Australian scientists, land managers and partner agencies are working together to prevent extinction of the endangered mountain pygmy possum from the rocky slopes of one of the country’s most popular ski resorts.

The possum was first found at Mt Buller in 1996, when the population was about 300 animals.

Ecologist Dean Heinze said over the next decade that number plummeted to less than 50 and possibly even as low as 30.

‘‘It was one of the most dramatic crashes in wildlife numbers that has ever been recorded,’’ Dr Heinze said.

‘‘The possum’s habitat is centred around the natural rocky boulder fields that we get at places like Mt Buller, Mt Hotham and other alpine regions.

‘‘The problem is that some of that habitat was removed for ski run development.’’

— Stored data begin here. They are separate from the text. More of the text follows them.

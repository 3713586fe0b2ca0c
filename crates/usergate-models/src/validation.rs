use validator::ValidationError;

/// Rejects empty and whitespace-only strings.
pub fn not_blank(value: &str) -> Result<(), ValidationError> {
    if value.trim().is_empty() {
        let mut error = ValidationError::new("blank");
        error.message = Some("must not be blank".into());
        return Err(error);
    }
    Ok(())
}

A recovery plan was rolled out in 2005 that involved controlling predator numbers, rehabilitating habitat through revegetation and creating rock corridors to re-link boulder field patches.

‘‘Later, we undertook gene pool mixing or genetic rescue,’’ Dr Heinze said.

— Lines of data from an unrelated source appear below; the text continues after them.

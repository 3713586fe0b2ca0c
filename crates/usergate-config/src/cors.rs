use std::env;

#[derive(Clone, Debug)]
pub struct CorsConfig {
    pub allowed_origins: Vec<String>,
}

impl CorsConfig {
    pub fn from_env() -> Self {
        Self::from_origins(
            &env::var("ALLOWED_ORIGINS")
                .unwrap_or_else(|_| "http://localhost:3000,http://localhost:5173".to_string()),
        )
    }

    pub fn from_origins(origins: &str) -> Self {
        let allowed_origins = origins
            .split(',')
            .map(|s| s.trim().to_string())
            .filter(|s| !s.is_empty())
            .collect();

        Self { allowed_origins }
    }
}

impl Default for CorsConfig {
    fn default() -> Self {
        Self::from_origins("http://localhost:3000")
    }
}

‘‘We took some males from the Mt Hotham area and relocated them to Mt Buller to reinvigorate the genetic pool.

‘‘So far the results have been really positive, to the point that we have more animals at Mt Buller now than when we first discovered the possum in the 1990s.’’

Goulburn Broken Catchment Management Authority’s Gaye Sutherland said the ‘Mending Mountains for Pygmy Possums’ project would continue to improve habitat, increase predator control and create better habitat linkages to build on the successful work in bringing the population back from the brink.

She said the pygmy possum was listed as an endangered species under the Environment Protection and Biodiversity Conservation Act 1999 (EPBC Act) and restricted to only three geographically separated locations at Kosciusko National Parks in NSW, and Mt Bogong/ Higginbotham and Mt Buller in Victoria.

‘‘The Mt Buller population is the only one in the Goulburn Broken Catchment, and as a nationally endangered species, it is a major focus for us,’’ Ms Sutherland said.

The project engaged members of the Taungurung Clans Aboriginal Corporation, the traditional owners of Mt Buller, to carry out surveys and deliver on-ground works and predator control within mountain pygmy possum habitat areas.

‘‘It builds on the success we’ve had previously working in the Alpine environment with Mt Buller Resort Management, Parks Victoria and the traditional owners of the region,’’ Ms Sutherland said.